Sunday, February 7, 2010

The Schwarzschild Radius of New Orleans

After my quantum mechanics post last week, I had been ruminating on other physical phenomenon and their relation to the metaphysics of New Orleans. I had hoped to have time to post this before the Super Bowl and therefore to seem to be a wise prognosticator of all things related to the blessed event. But since I wasn't attempting any soothsaying anyway, I shall compose it and post it tonight with my wife out celebrating and the kids safely in bed.

One of the big things that came into my mind was the impenetrability of New Orleans which commenters to the QM post and on twitter and other bloggers have always alluded to. It is only possible for people to understand New Orleans once they have been New Orleanians for a time. It might not take a long time, but presumably it has to occur on a visit where you don't know when you are going to leave.

A certain similarity to the Schwarzschild Radius (sometimes more commonly known as the event horizon especially in terms of black holes) immediately presents itself. The Schwarchild radius only applies to non-rotating spherical masses, of course. Although it was often thought that nothing escapes a black hole, Hawking predicted that due to quantum vacuum fluctuations, a black hole actually emits radiation and can evaporate due to this, yet no information can escape a black hole - the famous "no hair" hypothesis.

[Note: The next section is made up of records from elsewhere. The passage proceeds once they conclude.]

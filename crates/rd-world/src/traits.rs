//! External-collaborator interfaces.
//!
//! The scheduling core never touches the host's registries directly; every
//! query and mutation goes through these narrow traits so tests (and the sim
//! driver) can substitute an in-memory implementation.  All ID parameters use
//! 0 as the "no entity" sentinel; implementations must answer sentinel
//! queries harmlessly (closed/absent/zero) rather than panic.

use rd_core::{BuildingId, CitizenId, SimTime};

use crate::citizen::{AgeGroup, CitizenFlags, CitizenLocation};
use crate::classify::BuildingClass;

/// Maximum household members considered for synchronized vacations.
pub const MAX_HOUSEHOLD: usize = 4;

// ── Buildings ─────────────────────────────────────────────────────────────────

/// Read access to the host's building registry.
pub trait Buildings {
    /// Classification of a building; `None` for the sentinel or a
    /// nonexistent id.
    fn class(&self, building: BuildingId) -> Option<BuildingClass>;

    /// `false` once the building is collapsed, abandoned or deleted.
    fn is_active(&self, building: BuildingId) -> bool;

    /// `true` while the building's area is being evacuated.
    fn is_evacuating(&self, building: BuildingId) -> bool;

    /// District "night tours" policy, applicable to parks.
    fn has_night_tours_policy(&self, building: BuildingId) -> bool;

    /// District noise-restriction policy ("don't disturb the neighbors").
    fn is_noise_restricted_area(&self, building: BuildingId) -> bool;

    /// Host-side "essential industry" flag on farming/forestry buildings.
    fn is_essential_industry(&self, building: BuildingId) -> bool;

    /// Workers currently inside the building.
    fn workers_present(&self, building: BuildingId) -> u32;

    /// All citizens employed at the building, in registry order.
    fn workers(&self, building: BuildingId) -> Vec<CitizenId>;
}

// ── Citizens ──────────────────────────────────────────────────────────────────

/// Read/move access to the host's citizen registry.
pub trait Citizens {
    fn exists(&self, citizen: CitizenId) -> bool;
    fn age_group(&self, citizen: CitizenId) -> AgeGroup;
    fn flags(&self, citizen: CitizenId) -> CitizenFlags;
    fn location(&self, citizen: CitizenId) -> CitizenLocation;

    /// Building the citizen currently occupies (or is heading toward while
    /// `Moving`).  `BuildingId::NONE` when hidden.
    fn current_building(&self, citizen: CitizenId) -> BuildingId;

    fn home_building(&self, citizen: CitizenId) -> BuildingId;
    /// Workplace assigned by the host's employment system.
    fn work_building(&self, citizen: CitizenId) -> BuildingId;
    /// School assigned by the host's education system.
    fn school_building(&self, citizen: CitizenId) -> BuildingId;

    /// Other members of the citizen's household, padded with
    /// `CitizenId::NONE`.  Bounded, never recursive.
    fn household_members(&self, citizen: CitizenId) -> [CitizenId; MAX_HOUSEHOLD];

    /// Start moving the citizen toward `target`.  Returns `false` when the
    /// host cannot produce a path; the caller falls back to staying put.
    fn start_moving(&mut self, citizen: CitizenId, target: BuildingId) -> bool;
}

// ── TravelTime ────────────────────────────────────────────────────────────────

/// Black-box travel-time estimator.
pub trait TravelTime {
    /// Estimated door-to-door duration in fractional hours.
    fn estimate_hours(&self, from: BuildingId, to: BuildingId) -> f32;
}

// ── Weather ───────────────────────────────────────────────────────────────────

/// Weather snapshot; bad weather suppresses non-essential excursions.
pub trait Weather {
    fn is_bad_weather(&self) -> bool;
}

// ── VisitPlaces ───────────────────────────────────────────────────────────────

/// Destination search for excursions.  Returns `BuildingId::NONE` when no
/// candidate exists; callers never retry within a tick.
pub trait VisitPlaces {
    /// A commercial building with goods to sell.  `local_only` restricts the
    /// search to the neighborhood of `near`.
    fn find_shop(&self, near: BuildingId, local_only: bool) -> BuildingId;

    /// A leisure/park destination.  `nearby_only` restricts to walking range.
    fn find_leisure(&self, near: BuildingId, nearby_only: bool) -> BuildingId;

    /// A medical building accepting walk-in patients.
    fn find_care(&self, near: BuildingId) -> BuildingId;

    /// An operating evacuation shelter.
    fn find_shelter(&self, near: BuildingId) -> BuildingId;

    /// The next city event not yet started, as (venue, start time).
    fn upcoming_event(&self, now: SimTime) -> Option<(BuildingId, SimTime)>;
}

// ── World ─────────────────────────────────────────────────────────────────────

/// Everything the scheduling core needs from the host, as one bound.
pub trait World: Buildings + Citizens + TravelTime + Weather + VisitPlaces {}

impl<T: Buildings + Citizens + TravelTime + Weather + VisitPlaces> World for T {}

In the same way, although a person can live in New Orleans and leave New Orleans and tell other people about it, people who have not passed within the Schwarzchild radius of New Orleans cannot understand New Orleans without experiencing it themselves, no matter how much explanation and examples are foisted upon them. Perhaps those of us who live inside the horizon appear differently to each other than we appear from the outside. No one really knows what the inside of a black hole is like. We know at a mechanical level what the theory tells us about time dilation and gravity and space-like and time-like intervals and geodesics, but we don't know in our hearts - humans have no intuition because, like quantum mechanics, no matter how true and accurate, these models are too strange for our minds. Of course, just as black holes aren't black, people outside New Orleans can see that something is going on, something which seems to lure them in, just as curious as cats to a paper bag.

So here's another commentary from inside the radius which will go out into the aether and no information will likely be extracted from it by those who have never been New Orleanians:

At the parades today, it was self-evident that the Super Bowl was not the only event with meaning today. In fact, we had an election and parades last night as well. Although election turnout was poor yesterday, I put that down to the parades more than the Super Bowl. Today, the parades were perhaps a warm up to SB XLIV, but like any true New Orleanian would tell you, the parade event, an act of celebrating together with friends and strangers, living in the moment and coming together and sharing a joke, a dance, an appreciation for satire, and the mocking of the carefully cultivated royalty-peasant relationship is a pure innocent pleasure. Begging for, fighting over or sharing trivial objects like beads and stuffed pink monkeys and laughing together is a wonderfully human endeavor.

Since I won't even suggest we're talking about spherical cows, suggestions as to the shape and size of the Schwarzchild radius (or perhaps, more accurately, the irregular boundary which almost certainly has a western upper bound as the Sabine River) are welcome in the comments.